In a systematic review, Andreisek et al. [17] identified 14 radiological parameters used by researchers for evaluating LSS. This review revealed a wide range of reported κ values (0.01 to 1.00) for inter- and intraobserver agreement. Further, the authors pointed out that the definitions of current categorical imaging criteria for LSS were vague. To address this issue, we used the classification systems of Lee et al. [20], Schizas et al. [21] and Weishaupt et al. [22]. Several of the 14 parameters identified by Andreisek et al. can be recognised in the classification systems we used. For example, the authors reported lack of reliability data for hypertrophy of the flaval ligaments and reduction of the epidural fat, both recognisable through the Schizas classification that we used and demonstrated good reliability for.

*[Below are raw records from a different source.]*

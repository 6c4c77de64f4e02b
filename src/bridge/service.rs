//! Bridges wallet and contract calls to UI-facing state.

use std::sync::atomic::{AtomicU64, Ordering};
use std::sync::Arc;

use alloy::primitives::{Address, U256};
use tokio::sync::watch;

use crate::blockchain::types::parse_amount;
use crate::blockchain::{
    BlockchainError, ConfirmationStatus, RecordEntry, TransactionContract, WalletProvider,
    WalletTransfer,
};
use crate::bridge::error::{BridgeError, BridgeResult};
use crate::bridge::notice::{Notifier, TracingNotifier, INSTALL_WALLET_NOTICE};
use crate::bridge::state::{
    BridgeState, FormField, SubmissionPhase, SubmissionReceipt, TransactionRecord, TransferForm,
};
use crate::observability::metrics;
use crate::storage::{KeyValueStore, TRANSACTION_COUNT_KEY};

/// Owns the wallet session, the transfer form, and the transaction list, and
/// publishes every change through a `watch` channel.
///
/// Wallet and contract are optional: without them the bridge behaves like a
/// front-end on a browser with no wallet extension installed.
pub struct TransactionBridge {
    wallet: Option<Arc<dyn WalletProvider>>,
    contract: Option<Arc<dyn TransactionContract>>,
    store: Arc<dyn KeyValueStore>,
    notifier: Arc<dyn Notifier>,
    state: watch::Sender<BridgeState>,
    /// Bumped per account request; older responses are discarded.
    session_epoch: AtomicU64,
    /// Bumped per transaction-list fetch; older responses are discarded.
    list_epoch: AtomicU64,
}

impl TransactionBridge {
    /// Create a bridge with no wallet attached, seeding the transaction count from `store`.
    pub fn new(store: Arc<dyn KeyValueStore>) -> Self {
        let transaction_count = match store.get(TRANSACTION_COUNT_KEY) {
            Ok(value) => value.and_then(|v| v.parse::<u64>().ok()),
            Err(e) => {
                tracing::warn!(error = %e, "Failed to read stored transaction count");
                None
            }
        };

        let (state, _) = watch::channel(BridgeState {
            transaction_count,
            ..BridgeState::default()
        });

        Self {
            wallet: None,
            contract: None,
            store,
            notifier: Arc::new(TracingNotifier),
            state,
            session_epoch: AtomicU64::new(0),
            list_epoch: AtomicU64::new(0),
        }
    }

    pub fn with_wallet(mut self, wallet: Arc<dyn WalletProvider>) -> Self {
        self.wallet = Some(wallet);
        self
    }

    pub fn with_contract(mut self, contract: Arc<dyn TransactionContract>) -> Self {
        self.contract = Some(contract);
        self
    }

    pub fn with_notifier(mut self, notifier: Arc<dyn Notifier>) -> Self {
        self.notifier = notifier;
        self
    }

    /// Subscribe to state changes.
    pub fn subscribe(&self) -> watch::Receiver<BridgeState> {
        self.state.subscribe()
    }

    /// Snapshot of the current state.
    pub fn state(&self) -> BridgeState {
        self.state.borrow().clone()
    }

    /// Run once at start-up: restore an authorized session and refresh the
    /// transaction count. Both are best effort.
    pub async fn initialize(&self) {
        let (session, count) = tokio::join!(
            self.restore_session_if_authorized(),
            self.refresh_transaction_count()
        );
        if let Err(e) = session {
            tracing::warn!(error = %e, "Session restore failed");
        }
        if let Err(e) = count {
            tracing::warn!(error = %e, "Transaction count refresh failed");
        }
    }

    /// Ask the wallet for account access and make the first account current.
    pub async fn connect_wallet(&self) -> BridgeResult<Address> {
        let wallet = self.wallet(true)?;
        let epoch = self.session_epoch.fetch_add(1, Ordering::SeqCst) + 1;

        let accounts = wallet.request_accounts().await.map_err(|e| {
            tracing::error!(error = %e, "Wallet connection failed");
            BridgeError::Wallet(e)
        })?;
        let account = accounts.first().copied().ok_or_else(|| {
            tracing::error!("Wallet granted access to no accounts");
            BridgeError::Wallet(BlockchainError::Wallet("no accounts returned".to_string()))
        })?;

        self.apply_session(epoch, account);
        tracing::info!(account = %account, "Wallet connected");
        Ok(account)
    }

    /// Pick up an account the user authorized earlier, without prompting, and
    /// load the transaction list if one is found.
    ///
    /// Returns `None` when no account is authorized, or when a newer account
    /// request finished first and its session was kept.
    pub async fn restore_session_if_authorized(&self) -> BridgeResult<Option<Address>> {
        let account = self.authorized_account().await?;
        if account.is_some() {
            if let Err(e) = self.list_transactions().await {
                tracing::warn!(error = %e, "Transaction list refresh after session restore failed");
            }
        }
        Ok(account)
    }

    /// Query the contract for the transfer count and persist it as a hint for
    /// later runs. The stored value never decreases.
    pub async fn refresh_transaction_count(&self) -> BridgeResult<u64> {
        let contract = self.contract(false)?;
        let count = contract.get_transaction_count().await.map_err(|e| {
            tracing::error!(error = %e, "Failed to fetch transaction count");
            BridgeError::Contract(e)
        })?;
        self.persist_count(count.saturating_to::<u64>())
    }

    /// Fetch every recorded transfer and replace the in-memory list.
    pub async fn list_transactions(&self) -> BridgeResult<Vec<TransactionRecord>> {
        let contract = self.contract(true)?;
        let epoch = self.list_epoch.fetch_add(1, Ordering::SeqCst) + 1;

        let raw = contract.get_all_transactions().await.map_err(|e| {
            tracing::error!(error = %e, "Failed to fetch transactions");
            BridgeError::Contract(e)
        })?;
        let records = raw
            .into_iter()
            .map(TransactionRecord::from_chain)
            .collect::<Result<Vec<_>, _>>()
            .map_err(BridgeError::Contract)?;

        let applied = self.state.send_if_modified(|state| {
            if self.list_epoch.load(Ordering::SeqCst) != epoch {
                return false;
            }
            state.transactions = records.clone();
            true
        });

        if applied {
            metrics::record_transactions_listed(records.len());
            tracing::debug!(count = records.len(), "Transaction list refreshed");
        } else {
            tracing::debug!(epoch, "Discarding superseded transaction list");
        }
        Ok(records)
    }

    /// Set one form field, leaving the others untouched.
    pub fn update_form_field(&self, field: FormField, value: impl Into<String>) {
        let value = value.into();
        self.state.send_modify(|state| state.form.set(field, value));
    }

    /// Set one form field by its name (`addressTo`, `amount`, `keyword`, `message`).
    pub fn update_form_field_by_name(
        &self,
        name: &str,
        value: impl Into<String>,
    ) -> BridgeResult<()> {
        let field = name
            .parse::<FormField>()
            .map_err(|e| BridgeError::InvalidForm(e.to_string()))?;
        self.update_form_field(field, value);
        Ok(())
    }

    /// Replace the whole form.
    pub fn set_form(&self, form: TransferForm) {
        self.state.send_modify(|state| state.form = form);
    }

    /// Send the value transfer through the wallet, record it in the contract,
    /// wait for the record's confirmation, then refresh all derived state.
    pub async fn submit_transaction(&self) -> BridgeResult<SubmissionReceipt> {
        let wallet = self.wallet(false)?;
        let contract = self.contract(false)?;

        let (from, form) = {
            let state = self.state.borrow();
            (state.session.current_account, state.form.clone())
        };
        let from = from.ok_or(BridgeError::NotConnected)?;
        let (to, amount) = validate_form(&form)?;

        self.set_phase(SubmissionPhase::AwaitingWalletConfirmation, false);

        let result = async {
            let transfer_hash = wallet
                .send_transaction(WalletTransfer::new(from, to, amount))
                .await
                .map_err(BridgeError::Wallet)?;
            tracing::info!(tx_hash = %transfer_hash, to = %to, "Value transfer sent");

            let entry = RecordEntry {
                receiver: to,
                amount,
                message: form.message.clone(),
                keyword: form.keyword.clone(),
            };
            let record_hash = contract
                .add_to_blockchain(from, entry)
                .await
                .map_err(BridgeError::Contract)?;

            self.set_phase(SubmissionPhase::AwaitingChainConfirmation, true);
            tracing::info!(tx_hash = %record_hash, "Waiting for record confirmation");

            let status = contract
                .wait_for_confirmation(record_hash)
                .await
                .map_err(BridgeError::Contract)?;
            let block_number = match status {
                ConfirmationStatus::Confirmed { block_number } => block_number,
                ConfirmationStatus::Failed(reason) => {
                    return Err(BridgeError::Contract(BlockchainError::Reverted(reason)));
                }
            };
            Ok::<_, BridgeError>((transfer_hash, record_hash, block_number))
        }
        .await;

        let (transfer_hash, record_hash, block_number) = match result {
            Ok(hashes) => hashes,
            Err(e) => {
                self.set_phase(SubmissionPhase::Idle, false);
                metrics::record_transfer("failed");
                tracing::error!(error = %e, "Transfer submission failed");
                return Err(e);
            }
        };

        self.set_phase(SubmissionPhase::Settled, false);
        metrics::record_transfer("settled");
        tracing::info!(tx_hash = %record_hash, block_number, "Transfer recorded");

        if let Err(e) = self.refresh_all().await {
            tracing::warn!(error = %e, "Refresh after submission failed");
        }

        Ok(SubmissionReceipt {
            transfer_hash,
            record_hash,
            block_number,
            transaction_count: self.state.borrow().transaction_count,
        })
    }

    /// Resynchronize everything derived from the chain: session, transaction
    /// list and transaction count. Reports the first failure.
    pub async fn refresh_all(&self) -> BridgeResult<()> {
        let (account, count) = tokio::join!(
            self.authorized_account(),
            self.refresh_transaction_count()
        );
        if account?.is_some() {
            self.list_transactions().await?;
        }
        count?;
        Ok(())
    }

    async fn authorized_account(&self) -> BridgeResult<Option<Address>> {
        let wallet = self.wallet(true)?;
        let epoch = self.session_epoch.fetch_add(1, Ordering::SeqCst) + 1;

        let accounts = wallet.accounts().await.map_err(|e| {
            tracing::error!(error = %e, "Failed to query authorized accounts");
            BridgeError::Wallet(e)
        })?;

        match accounts.first().copied() {
            Some(account) if self.apply_session(epoch, account) => {
                tracing::info!(account = %account, "Restored wallet session");
                Ok(Some(account))
            }
            // A newer account request owns the session now.
            Some(_) => Ok(None),
            None => {
                tracing::info!("No authorized accounts found");
                Ok(None)
            }
        }
    }

    fn apply_session(&self, epoch: u64, account: Address) -> bool {
        let applied = self.state.send_if_modified(|state| {
            if self.session_epoch.load(Ordering::SeqCst) != epoch {
                return false;
            }
            state.session.current_account = Some(account);
            true
        });
        if !applied {
            tracing::debug!(epoch, account = %account, "Discarding superseded account response");
        }
        applied
    }

    fn persist_count(&self, count: u64) -> BridgeResult<u64> {
        let stored = self.state.borrow().transaction_count.unwrap_or(0);
        if count < stored {
            tracing::warn!(count, stored, "Chain reports fewer transactions than stored");
        }
        let count = count.max(stored);

        self.store
            .set(TRANSACTION_COUNT_KEY, &count.to_string())
            .map_err(|e| {
                tracing::error!(error = %e, "Failed to persist transaction count");
                BridgeError::Storage(e)
            })?;
        self.state
            .send_modify(|state| state.transaction_count = Some(count));
        metrics::record_transaction_count(count);
        Ok(count)
    }

    fn set_phase(&self, phase: SubmissionPhase, loading: bool) {
        self.state.send_modify(|state| {
            state.phase = phase;
            state.loading = loading;
        });
    }

    fn wallet(&self, notify: bool) -> BridgeResult<&Arc<dyn WalletProvider>> {
        self.wallet.as_ref().ok_or_else(|| self.missing_provider(notify))
    }

    fn contract(&self, notify: bool) -> BridgeResult<&Arc<dyn TransactionContract>> {
        self.contract
            .as_ref()
            .ok_or_else(|| self.missing_provider(notify))
    }

    fn missing_provider(&self, notify: bool) -> BridgeError {
        if notify {
            self.notifier.notify(INSTALL_WALLET_NOTICE);
        } else {
            tracing::info!("No wallet provider present");
        }
        BridgeError::MissingProvider
    }
}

In contrast to our results, Speciale et al. [9] demonstrated poor to moderate inter- and intraobserver agreement for evaluation of central canal and foraminal stenosis of patients with symptomatic LSS between seven observers with wide range of experiences. The authors argued that the lack of agreement upon the definitions of these parameters at the outset of the study was the cause of this inferior reliability. It is unclear whether joint meetings between the observers in our study was a cause of higher agreement. However, agreement on nomenclature used, instructional courses for less experienced physicians and maintenance discussions in multidisciplinary meetings between radiologists and spine surgeons may contribute to better observer agreement. In our opinion, the results of the present study and previous studies highlight the need for general radiologists and other health professionals who evaluate MRI examinations of patients with LSS to be updated on the nomenclature.

Limitations

The patients included in the current study were diagnosed with LSS and scheduled for surgery. This knowledge may have introduced bias for the observers during the image evaluations. However, this is the typical clinical scenario for preoperative evaluation of patients with LSS. Selecting patients from a randomised controlled trial with specific inclusion and exclusion criteria may limit the external validity of the results. On the other hand, this was a conscious choice made by our group to increase the internal validity of the results and to address earlier studies reporting low reliability of radiological findings in LSS [9, 10]. Inclusion of patient from a randomised trial may also have introduced some selection bias in the examined sample. However, the performed evaluations in this study included normal, as well as abnormal levels.

Conclusions

The inter- and intraobserver reliability of preoperative MRI findings including stenosis parameters, RNR and intraspinal synovial cysts in patients with LSS is generally good. However, we found only fair or moderate interobserver agreement for facet joint osteoarthritis.